Only the lines that hold "HeaderName" should be in the answer, each copied from the data below.

.....

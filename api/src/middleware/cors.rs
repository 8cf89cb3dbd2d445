//! CORS middleware configuration for cross-origin requests.
//!
//! The configuration is environment-aware: development allows any origin
//! for easy local testing, production restricts origins to the set named
//! in `ALLOWED_ORIGINS`.
//!
//! # Environment Variables
//! - `ENVIRONMENT`: Set to "production" for production settings
//! - `ALLOWED_ORIGINS`: Comma-separated list of allowed origins (production only)
//! - `CORS_MAX_AGE`: Max age for preflight cache (default: 3600 seconds)

use actix_cors::Cors;
use actix_web::http::{header, Method};
use std::env;

/// Creates a CORS middleware instance configured for the current environment.
pub fn create_cors() -> Cors {
    let environment = env::var("ENVIRONMENT").unwrap_or_else(|_| "development".to_string());
    let max_age = env::var("CORS_MAX_AGE")
        .unwrap_or_else(|_| "3600".to_string())
        .parse::<usize>()
        .unwrap_or(3600);

    if environment == "production" {
        create_production_cors(max_age)
    } else {
        create_development_cors(max_age)
    }
}

fn allowed_methods() -> Vec<Method> {
    vec![
        Method::GET,
        Method::POST,
        Method::PATCH,
        Method::DELETE,
        Method::OPTIONS,
    ]
}

fn allowed_headers() -> Vec<header::HeaderName> {
    vec![
        header::ACCEPT,
        header::CONTENT_TYPE,
        header::ORIGIN,
        header::USER_AGENT,
        header::HeaderName::from_static("x-sharer-user-id"),
    ]
}

/// Permissive configuration for development environments.
fn create_development_cors(max_age: usize) -> Cors {
    log::info!("Configuring CORS for development environment");

    Cors::default()
        .allow_any_origin()
        .allowed_methods(allowed_methods())
        .allowed_headers(allowed_headers())
        .max_age(max_age)
}

/// Restrictive configuration for production: only origins listed in
/// `ALLOWED_ORIGINS` may call the API.
fn create_production_cors(max_age: usize) -> Cors {
    log::info!("Configuring CORS for production environment");

    let mut cors = Cors::default()
        .allowed_methods(allowed_methods())
        .allowed_headers(allowed_headers())
        .max_age(max_age);

    if let Ok(allowed_origins) = env::var("ALLOWED_ORIGINS") {
        for origin in allowed_origins.split(',').map(|s| s.trim()) {
            if !origin.is_empty() {
                log::info!("Adding allowed origin: {}", origin);
                cors = cors.allowed_origin(origin);
            }
        }
    }

    cors
}
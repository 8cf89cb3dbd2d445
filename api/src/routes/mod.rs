//! HTTP route handlers, one module per resource.

pub mod bookings;
pub mod items;
pub mod requests;
pub mod users;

.....

**Reply to the exercise**.
fn allowed_headers() -> Vec<header::HeaderName> {
        header::HeaderName::from_static("x-sharer-user-id"),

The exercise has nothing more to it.